Re: [Computer-go] 9x9 is last frontier?

Dan Tue, 06 Mar 2018 16:32:50 -0800

Alpha-beta rollouts is like MCTS without playouts (as in AlphaZero), and
something that can also do alpha-beta pruning.


With standard MCTS, the tree converges to a minmax tree not an alpha-beta
tree, so as you know there is a huge branching factor difference there.

For MCTS to become competitive with alpha-beta, one has to use either
alpha-beta rollouts OR as in AlphaZero's case
pick accurately, say the best 3 moves with its PUCT bias, and then search
those with MCTS that would converge to minimax (not alpha-beta).

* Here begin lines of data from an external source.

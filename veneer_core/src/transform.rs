// Copyright 2026 the Veneer Authors
// SPDX-License-Identifier: Apache-2.0 OR MIT

//! Column-major 4×4 transforms for render-tree composition.
//!
//! Composition follows the usual column-vector convention: `a * b` applies
//! `b` first, then `a`. During spec resolution a node's world transform is
//! therefore `parent * local`, so a child's own transform is applied before
//! everything it inherits.

use core::ops::Mul;
#[cfg(not(feature = "std"))]
use kurbo::common::FloatFuncs as _;

/// A column-major 4×4 affine transform stored as `[[f64; 4]; 4]`.
///
/// Each inner array is one *column* of the matrix, which is also the order
/// CSS `matrix3d()` expects its sixteen arguments in.
#[derive(Clone, Copy, Debug, PartialEq)]
pub struct Transform3d {
    /// Four columns, each a 4-element array `[x, y, z, w]`.
    pub cols: [[f64; 4]; 4],
}

impl Transform3d {
    /// The 4×4 identity matrix.
    pub const IDENTITY: Self = Self {
        cols: [
            [1.0, 0.0, 0.0, 0.0],
            [0.0, 1.0, 0.0, 0.0],
            [0.0, 0.0, 1.0, 0.0],
            [0.0, 0.0, 0.0, 1.0],
        ],
    };

    /// Creates a transform from a column-major 2-D array.
    #[inline]
    #[must_use]
    pub const fn from_cols_array_2d(cols: [[f64; 4]; 4]) -> Self {
        Self { cols }
    }

    /// Returns column `i` (0-based).
    ///
    /// # Panics
    ///
    /// Panics if `i >= 4`.
    #[inline]
    #[must_use]
    pub const fn col(self, i: usize) -> [f64; 4] {
        self.cols[i]
    }

    /// Returns the translation component `[x, y, z]`.
    #[inline]
    #[must_use]
    pub const fn translation(self) -> [f64; 3] {
        [self.cols[3][0], self.cols[3][1], self.cols[3][2]]
    }

    /// Creates a pure translation transform.
    #[inline]
    #[must_use]
    pub const fn from_translation(x: f64, y: f64, z: f64) -> Self {
        Self {
            cols: [
                [1.0, 0.0, 0.0, 0.0],
                [0.0, 1.0, 0.0, 0.0],
                [0.0, 0.0, 1.0, 0.0],
                [x, y, z, 1.0],
            ],
        }
    }

    /// Creates a non-uniform scale transform.
    #[inline]
    #[must_use]
    pub const fn from_scale(sx: f64, sy: f64, sz: f64) -> Self {
        Self {
            cols: [
                [sx, 0.0, 0.0, 0.0],
                [0.0, sy, 0.0, 0.0],
                [0.0, 0.0, sz, 0.0],
                [0.0, 0.0, 0.0, 1.0],
            ],
        }
    }

    /// Creates a rotation around the X axis (radians).
    #[inline]
    #[must_use]
    pub fn from_rotation_x(radians: f64) -> Self {
        let (s, c) = (radians.sin(), radians.cos());
        Self {
            cols: [
                [1.0, 0.0, 0.0, 0.0],
                [0.0, c, s, 0.0],
                [0.0, -s, c, 0.0],
                [0.0, 0.0, 0.0, 1.0],
            ],
        }
    }

    /// Creates a rotation around the Y axis (radians).
    #[inline]
    #[must_use]
    pub fn from_rotation_y(radians: f64) -> Self {
        let (s, c) = (radians.sin(), radians.cos());
        Self {
            cols: [
                [c, 0.0, -s, 0.0],
                [0.0, 1.0, 0.0, 0.0],
                [s, 0.0, c, 0.0],
                [0.0, 0.0, 0.0, 1.0],
            ],
        }
    }

    /// Creates a rotation around the Z axis (radians).
    #[inline]
    #[must_use]
    pub fn from_rotation_z(radians: f64) -> Self {
        let (s, c) = (radians.sin(), radians.cos());
        Self {
            cols: [
                [c, s, 0.0, 0.0],
                [-s, c, 0.0, 0.0],
                [0.0, 0.0, 1.0, 0.0],
                [0.0, 0.0, 0.0, 1.0],
            ],
        }
    }

    /// Returns `self` followed by a translation of `v`.
    ///
    /// The translation happens in the outer (parent) frame, so it is not
    /// affected by any rotation or scale in `self`.
    #[inline]
    #[must_use]
    pub fn then_move(self, v: [f64; 3]) -> Self {
        let mut out = self;
        out.cols[3][0] += v[0];
        out.cols[3][1] += v[1];
        out.cols[3][2] += v[2];
        out
    }

    /// Returns a translation of `v` followed by `self`.
    ///
    /// The translation happens in the inner (local) frame and is carried
    /// through `self`'s linear part.
    #[inline]
    #[must_use]
    pub fn move_then(self, v: [f64; 3]) -> Self {
        self.then_move(self.transform_vector(v))
    }

    /// Applies only the linear 3×3 part of the transform to a vector.
    ///
    /// Used to express an offset measured in a parent's box in the
    /// coordinate frame that box was placed with.
    #[inline]
    #[must_use]
    pub fn transform_vector(self, v: [f64; 3]) -> [f64; 3] {
        let c = &self.cols;
        [
            v[0] * c[0][0] + v[1] * c[1][0] + v[2] * c[2][0],
            v[0] * c[0][1] + v[1] * c[1][1] + v[2] * c[2][1],
            v[0] * c[0][2] + v[1] * c[1][2] + v[2] * c[2][2],
        ]
    }

    /// Applies the full transform to a point.
    #[inline]
    #[must_use]
    pub fn transform_point(self, p: [f64; 3]) -> [f64; 3] {
        let v = self.transform_vector(p);
        let t = self.translation();
        [v[0] + t[0], v[1] + t[1], v[2] + t[2]]
    }
}

impl Default for Transform3d {
    #[inline]
    fn default() -> Self {
        Self::IDENTITY
    }
}

impl Mul for Transform3d {
    type Output = Self;

    #[inline]
    fn mul(self, rhs: Self) -> Self {
        let a = &self.cols;
        let b = &rhs.cols;
        let mut out = [[0.0_f64; 4]; 4];
        let mut j = 0;
        while j < 4 {
            let mut i = 0;
            while i < 4 {
                out[j][i] =
                    a[0][i] * b[j][0] + a[1][i] * b[j][1] + a[2][i] * b[j][2] + a[3][i] * b[j][3];
                i += 1;
            }
            j += 1;
        }
        Self { cols: out }
    }
}

#[cfg(test)]
mod tests {
    use super::*;
    use core::f64::consts::FRAC_PI_2;

    fn approx(a: [f64; 3], b: [f64; 3]) -> bool {
        a.iter().zip(b.iter()).all(|(x, y)| (x - y).abs() < 1e-9)
    }

    #[test]
    fn identity_multiply() {
        let t = Transform3d::from_translation(1.0, 2.0, 3.0);
        assert_eq!(Transform3d::IDENTITY * t, t);
        assert_eq!(t * Transform3d::IDENTITY, t);
        assert_eq!(Transform3d::default(), Transform3d::IDENTITY);
    }

    #[test]
    fn translation_composition() {
        let a = Transform3d::from_translation(1.0, 0.0, 0.0);
        let b = Transform3d::from_translation(0.0, 2.0, 0.0);
        assert_eq!((a * b).translation(), [1.0, 2.0, 0.0]);
    }

    #[test]
    fn scale_then_translate() {
        let s = Transform3d::from_scale(2.0, 2.0, 2.0);
        let t = Transform3d::from_translation(3.0, 4.0, 0.0);
        // Scale first, then translate: T * S
        let combined = t * s;
        assert_eq!(combined.col(0), [2.0, 0.0, 0.0, 0.0]);
        assert_eq!(combined.col(3), [3.0, 4.0, 0.0, 1.0]);
    }

    #[test]
    fn rotation_z_ninety_degrees() {
        let r = Transform3d::from_rotation_z(FRAC_PI_2);
        assert!(approx(r.transform_point([1.0, 0.0, 0.0]), [0.0, 1.0, 0.0]));
    }

    #[test]
    fn translate_and_rotate_do_not_commute() {
        let t = Transform3d::from_translation(10.0, 0.0, 0.0);
        let r = Transform3d::from_rotation_z(FRAC_PI_2);

        // Translate first, then rotate: (0,0) -> (10,0) -> (0,10).
        let translate_then_rotate = r * t;
        // Rotate first, then translate: (0,0) -> (0,0) -> (10,0).
        let rotate_then_translate = t * r;

        let origin = [0.0, 0.0, 0.0];
        assert!(approx(
            translate_then_rotate.transform_point(origin),
            [0.0, 10.0, 0.0]
        ));
        assert!(approx(
            rotate_then_translate.transform_point(origin),
            [10.0, 0.0, 0.0]
        ));
        assert_ne!(translate_then_rotate, rotate_then_translate);
    }

    #[test]
    fn then_move_ignores_linear_part() {
        let r = Transform3d::from_rotation_z(FRAC_PI_2);
        let moved = r.then_move([5.0, 0.0, 0.0]);
        assert!(approx(moved.translation(), [5.0, 0.0, 0.0]));
    }

    #[test]
    fn move_then_is_rotated() {
        let r = Transform3d::from_rotation_z(FRAC_PI_2);
        let moved = r.move_then([5.0, 0.0, 0.0]);
        assert!(approx(moved.translation(), [0.0, 5.0, 0.0]));
        let expected = r * Transform3d::from_translation(5.0, 0.0, 0.0);
        assert!(approx(moved.translation(), expected.translation()));
    }

    #[test]
    fn rotation_x_and_y_preserve_axis() {
        let rx = Transform3d::from_rotation_x(FRAC_PI_2);
        assert!(approx(rx.transform_point([1.0, 0.0, 0.0]), [1.0, 0.0, 0.0]));
        assert!(approx(rx.transform_point([0.0, 1.0, 0.0]), [0.0, 0.0, 1.0]));

        let ry = Transform3d::from_rotation_y(FRAC_PI_2);
        assert!(approx(ry.transform_point([0.0, 1.0, 0.0]), [0.0, 1.0, 0.0]));
        assert!(approx(ry.transform_point([0.0, 0.0, 1.0]), [1.0, 0.0, 0.0]));
    }
}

I went for the latter (recasting alphabeta in rollouts form which can be
combined with standard MCTS as well as standard recursive alpha-beta
implementation)

The paper is here
https://www.microsoft.com/en-us/research/wp-content/uploads/2014/11/huang_rollout.pdf

If it was upto me, I would have used standard alpha-beta search with
policy/value networks to improve move sorting and evaluation resp.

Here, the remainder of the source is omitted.